• Study material
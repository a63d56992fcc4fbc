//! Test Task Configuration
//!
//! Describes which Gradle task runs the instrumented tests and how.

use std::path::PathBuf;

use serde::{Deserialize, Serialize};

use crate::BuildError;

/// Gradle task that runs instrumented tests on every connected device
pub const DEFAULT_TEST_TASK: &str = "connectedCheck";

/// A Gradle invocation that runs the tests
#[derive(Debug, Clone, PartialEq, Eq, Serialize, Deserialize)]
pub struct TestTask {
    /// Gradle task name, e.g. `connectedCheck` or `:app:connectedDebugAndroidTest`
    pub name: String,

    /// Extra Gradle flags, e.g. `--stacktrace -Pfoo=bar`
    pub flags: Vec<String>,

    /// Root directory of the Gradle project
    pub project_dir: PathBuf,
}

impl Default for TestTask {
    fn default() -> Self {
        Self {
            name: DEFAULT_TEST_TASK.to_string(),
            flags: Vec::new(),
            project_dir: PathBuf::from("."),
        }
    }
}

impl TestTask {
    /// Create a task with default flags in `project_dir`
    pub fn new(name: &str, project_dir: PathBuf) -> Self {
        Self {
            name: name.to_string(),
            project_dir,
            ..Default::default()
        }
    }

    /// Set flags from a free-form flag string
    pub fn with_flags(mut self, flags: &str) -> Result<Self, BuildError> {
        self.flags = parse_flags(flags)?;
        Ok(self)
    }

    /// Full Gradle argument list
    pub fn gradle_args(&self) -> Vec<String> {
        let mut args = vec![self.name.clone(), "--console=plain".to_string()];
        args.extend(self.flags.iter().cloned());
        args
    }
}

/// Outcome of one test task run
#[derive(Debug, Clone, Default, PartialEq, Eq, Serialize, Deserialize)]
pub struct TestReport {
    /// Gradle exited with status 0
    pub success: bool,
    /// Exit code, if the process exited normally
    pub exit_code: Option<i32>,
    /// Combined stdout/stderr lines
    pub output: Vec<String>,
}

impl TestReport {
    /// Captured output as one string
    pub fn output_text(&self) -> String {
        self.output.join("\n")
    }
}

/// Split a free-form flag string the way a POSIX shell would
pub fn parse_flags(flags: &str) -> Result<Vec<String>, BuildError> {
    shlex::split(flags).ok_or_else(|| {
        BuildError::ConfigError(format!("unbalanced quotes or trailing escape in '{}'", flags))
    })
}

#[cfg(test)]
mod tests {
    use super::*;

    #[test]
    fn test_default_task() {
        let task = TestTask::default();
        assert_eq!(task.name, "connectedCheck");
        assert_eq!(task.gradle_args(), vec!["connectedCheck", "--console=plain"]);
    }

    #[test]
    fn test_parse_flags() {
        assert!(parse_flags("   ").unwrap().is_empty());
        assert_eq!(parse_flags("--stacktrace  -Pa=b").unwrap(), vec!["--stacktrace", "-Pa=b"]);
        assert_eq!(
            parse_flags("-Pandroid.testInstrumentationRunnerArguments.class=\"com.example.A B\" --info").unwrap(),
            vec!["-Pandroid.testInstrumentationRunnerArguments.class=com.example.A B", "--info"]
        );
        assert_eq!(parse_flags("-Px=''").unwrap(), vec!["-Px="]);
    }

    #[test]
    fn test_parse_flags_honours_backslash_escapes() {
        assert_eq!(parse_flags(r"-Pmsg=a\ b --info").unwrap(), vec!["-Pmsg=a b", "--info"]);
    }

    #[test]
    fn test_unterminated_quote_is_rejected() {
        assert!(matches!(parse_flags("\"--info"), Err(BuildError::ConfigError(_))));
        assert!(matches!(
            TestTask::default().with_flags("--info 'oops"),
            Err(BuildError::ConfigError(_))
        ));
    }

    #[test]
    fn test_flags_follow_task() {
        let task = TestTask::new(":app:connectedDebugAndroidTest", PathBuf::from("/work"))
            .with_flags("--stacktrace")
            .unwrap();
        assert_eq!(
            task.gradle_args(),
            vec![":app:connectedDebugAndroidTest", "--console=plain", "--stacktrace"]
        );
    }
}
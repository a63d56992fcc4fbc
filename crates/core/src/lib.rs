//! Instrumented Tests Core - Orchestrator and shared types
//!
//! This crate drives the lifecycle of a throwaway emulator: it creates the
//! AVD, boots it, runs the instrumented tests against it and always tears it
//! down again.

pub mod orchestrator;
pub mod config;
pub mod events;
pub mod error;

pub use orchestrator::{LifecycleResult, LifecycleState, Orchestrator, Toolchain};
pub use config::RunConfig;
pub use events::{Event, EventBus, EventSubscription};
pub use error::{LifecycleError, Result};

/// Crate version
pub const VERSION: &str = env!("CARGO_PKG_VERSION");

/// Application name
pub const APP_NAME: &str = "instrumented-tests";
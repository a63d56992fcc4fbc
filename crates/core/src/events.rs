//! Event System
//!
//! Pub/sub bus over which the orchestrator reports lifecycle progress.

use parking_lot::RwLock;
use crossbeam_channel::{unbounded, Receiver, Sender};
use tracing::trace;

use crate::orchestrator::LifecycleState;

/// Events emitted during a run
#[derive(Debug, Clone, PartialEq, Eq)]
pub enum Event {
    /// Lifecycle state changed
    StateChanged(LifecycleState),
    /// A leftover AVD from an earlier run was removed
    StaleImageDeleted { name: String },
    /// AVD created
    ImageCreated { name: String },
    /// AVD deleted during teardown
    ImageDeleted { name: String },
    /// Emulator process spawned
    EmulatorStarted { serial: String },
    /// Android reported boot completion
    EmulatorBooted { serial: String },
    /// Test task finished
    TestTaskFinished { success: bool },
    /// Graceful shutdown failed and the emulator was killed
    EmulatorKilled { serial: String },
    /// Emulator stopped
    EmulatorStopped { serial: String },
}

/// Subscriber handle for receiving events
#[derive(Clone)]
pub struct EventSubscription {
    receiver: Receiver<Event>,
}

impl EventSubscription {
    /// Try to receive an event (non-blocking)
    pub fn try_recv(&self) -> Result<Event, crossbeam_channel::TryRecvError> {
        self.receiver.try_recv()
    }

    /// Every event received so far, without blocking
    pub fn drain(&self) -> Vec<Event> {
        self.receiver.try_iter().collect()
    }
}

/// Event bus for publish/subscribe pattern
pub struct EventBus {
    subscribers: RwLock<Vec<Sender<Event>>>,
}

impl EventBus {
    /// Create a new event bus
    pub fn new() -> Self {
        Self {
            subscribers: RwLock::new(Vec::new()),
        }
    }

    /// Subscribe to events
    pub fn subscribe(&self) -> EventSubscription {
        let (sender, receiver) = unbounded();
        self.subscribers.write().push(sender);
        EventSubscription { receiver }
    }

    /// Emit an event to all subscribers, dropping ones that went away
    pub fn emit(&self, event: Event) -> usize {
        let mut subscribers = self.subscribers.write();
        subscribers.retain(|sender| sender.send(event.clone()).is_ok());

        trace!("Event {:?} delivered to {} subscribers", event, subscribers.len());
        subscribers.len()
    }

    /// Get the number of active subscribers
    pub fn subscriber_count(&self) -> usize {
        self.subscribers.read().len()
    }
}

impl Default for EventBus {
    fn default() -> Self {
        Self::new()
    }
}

• Your task
Copy every line above without changes.

• Solution
repository a63d56992fcc4fbc
//! Test Task Configuration
//!
//! Describes which Gradle task runs the instrumented tests and how.

use std::path::PathBuf;

use serde::{Deserialize, Serialize};

use crate::BuildError;

/// Gradle task that runs instrumented tests on every connected device
pub const DEFAULT_TEST_TASK: &str = "connectedCheck";

/// A Gradle invocation that runs the tests
#[derive(Debug, Clone, PartialEq, Eq, Serialize, Deserialize)]
pub struct TestTask {
    /// Gradle task name, e.g. `connectedCheck` or `:app:connectedDebugAndroidTest`
    pub name: String,

    /// Extra Gradle flags, e.g. `--stacktrace -Pfoo=bar`
    pub flags: Vec<String>,

    /// Root directory of the Gradle project
    pub project_dir: PathBuf,
}

impl Default for TestTask {
    fn default() -> Self {
        Self {
            name: DEFAULT_TEST_TASK.to_string(),
            flags: Vec::new(),
            project_dir: PathBuf::from("."),
        }
    }
}

impl TestTask {
    /// Create a task with default flags in `project_dir`
    pub fn new(name: &str, project_dir: PathBuf) -> Self {
        Self {
            name: name.to_string(),
            project_dir,
            ..Default::default()
        }
    }

    /// Set flags from a free-form flag string
    pub fn with_flags(mut self, flags: &str) -> Result<Self, BuildError> {
        self.flags = parse_flags(flags)?;
        Ok(self)
    }

    /// Full Gradle argument list
    pub fn gradle_args(&self) -> Vec<String> {
        let mut args = vec![self.name.clone(), "--console=plain".to_string()];
        args.extend(self.flags.iter().cloned());
        args
    }
}

/// Outcome of one test task run
#[derive(Debug, Clone, Default, PartialEq, Eq, Serialize, Deserialize)]
pub struct TestReport {
    /// Gradle exited with status 0
    pub success: bool,
    /// Exit code, if the process exited normally
    pub exit_code: Option<i32>,
    /// Combined stdout/stderr lines
    pub output: Vec<String>,
}

impl TestReport {
    /// Captured output as one string
    pub fn output_text(&self) -> String {
        self.output.join("\n")
    }
}

/// Split a free-form flag string the way a POSIX shell would
pub fn parse_flags(flags: &str) -> Result<Vec<String>, BuildError> {
    shlex::split(flags).ok_or_else(|| {
        BuildError::ConfigError(format!("unbalanced quotes or trailing escape in '{}'", flags))
    })
}

#[cfg(test)]
mod tests {
    use super::*;

    #[test]
    fn test_default_task() {
        let task = TestTask::default();
        assert_eq!(task.name, "connectedCheck");
        assert_eq!(task.gradle_args(), vec!["connectedCheck", "--console=plain"]);
    }

    #[test]
    fn test_parse_flags() {
        assert!(parse_flags("   ").unwrap().is_empty());
        assert_eq!(parse_flags("--stacktrace  -Pa=b").unwrap(), vec!["--stacktrace", "-Pa=b"]);
        assert_eq!(
            parse_flags("-Pandroid.testInstrumentationRunnerArguments.class=\"com.example.A B\" --info").unwrap(),
            vec!["-Pandroid.testInstrumentationRunnerArguments.class=com.example.A B", "--info"]
        );
        assert_eq!(parse_flags("-Px=''").unwrap(), vec!["-Px="]);
    }

    #[test]
    fn test_parse_flags_honours_backslash_escapes() {
        assert_eq!(parse_flags(r"-Pmsg=a\ b --info").unwrap(), vec!["-Pmsg=a b", "--info"]);
    }

    #[test]
    fn test_unterminated_quote_is_rejected() {
        assert!(matches!(parse_flags("\"--info"), Err(BuildError::ConfigError(_))));
        assert!(matches!(
            TestTask::default().with_flags("--info 'oops"),
            Err(BuildError::ConfigError(_))
        ));
    }

    #[test]
    fn test_flags_follow_task() {
        let task = TestTask::new(":app:connectedDebugAndroidTest", PathBuf::from("/work"))
            .with_flags("--stacktrace")
            .unwrap();
        assert_eq!(
            task.gradle_args(),
            vec![":app:connectedDebugAndroidTest", "--console=plain", "--stacktrace"]
        );
    }
}
repository a63d56992fcc4fbc
filename crates/core/src/lib.rs
//! Instrumented Tests Core - Orchestrator and shared types
//!
//! This crate drives the lifecycle of a throwaway emulator: it creates the
//! AVD, boots it, runs the instrumented tests against it and always tears it
//! down again.

pub mod orchestrator;
pub mod config;
pub mod events;
pub mod error;

pub use orchestrator::{LifecycleResult, LifecycleState, Orchestrator, Toolchain};
pub use config::RunConfig;
pub use events::{Event, EventBus, EventSubscription};
pub use error::{LifecycleError, Result};

/// Crate version
pub const VERSION: &str = env!("CARGO_PKG_VERSION");

/// Application name
pub const APP_NAME: &str = "instrumented-tests";
repository a63d56992fcc4fbc
filename crates/core/src/events.rs
//! Event System
//!
//! Pub/sub bus over which the orchestrator reports lifecycle progress.

use parking_lot::RwLock;
use crossbeam_channel::{unbounded, Receiver, Sender};
use tracing::trace;

use crate::orchestrator::LifecycleState;

/// Events emitted during a run
#[derive(Debug, Clone, PartialEq, Eq)]
pub enum Event {
    /// Lifecycle state changed
    StateChanged(LifecycleState),
    /// A leftover AVD from an earlier run was removed
    StaleImageDeleted { name: String },
    /// AVD created
    ImageCreated { name: String },
    /// AVD deleted during teardown
    ImageDeleted { name: String },
    /// Emulator process spawned
    EmulatorStarted { serial: String },
    /// Android reported boot completion
    EmulatorBooted { serial: String },
    /// Test task finished
    TestTaskFinished { success: bool },
    /// Graceful shutdown failed and the emulator was killed
    EmulatorKilled { serial: String },
    /// Emulator stopped
    EmulatorStopped { serial: String },
}

/// Subscriber handle for receiving events
#[derive(Clone)]
pub struct EventSubscription {
    receiver: Receiver<Event>,
}

impl EventSubscription {
    /// Try to receive an event (non-blocking)
    pub fn try_recv(&self) -> Result<Event, crossbeam_channel::TryRecvError> {
        self.receiver.try_recv()
    }

    /// Every event received so far, without blocking
    pub fn drain(&self) -> Vec<Event> {
        self.receiver.try_iter().collect()
    }
}

/// Event bus for publish/subscribe pattern
pub struct EventBus {
    subscribers: RwLock<Vec<Sender<Event>>>,
}

impl EventBus {
    /// Create a new event bus
    pub fn new() -> Self {
        Self {
            subscribers: RwLock::new(Vec::new()),
        }
    }

    /// Subscribe to events
    pub fn subscribe(&self) -> EventSubscription {
        let (sender, receiver) = unbounded();
        self.subscribers.write().push(sender);
        EventSubscription { receiver }
    }

    /// Emit an event to all subscribers, dropping ones that went away
    pub fn emit(&self, event: Event) -> usize {
        let mut subscribers = self.subscribers.write();
        subscribers.retain(|sender| sender.send(event.clone()).is_ok());

        trace!("Event {:?} delivered to {} subscribers", event, subscribers.len());
        subscribers.len()
    }

    /// Get the number of active subscribers
    pub fn subscriber_count(&self) -> usize {
        self.subscribers.read().len()
    }
}

impl Default for EventBus {
    fn default() -> Self {
        Self::new()
    }
}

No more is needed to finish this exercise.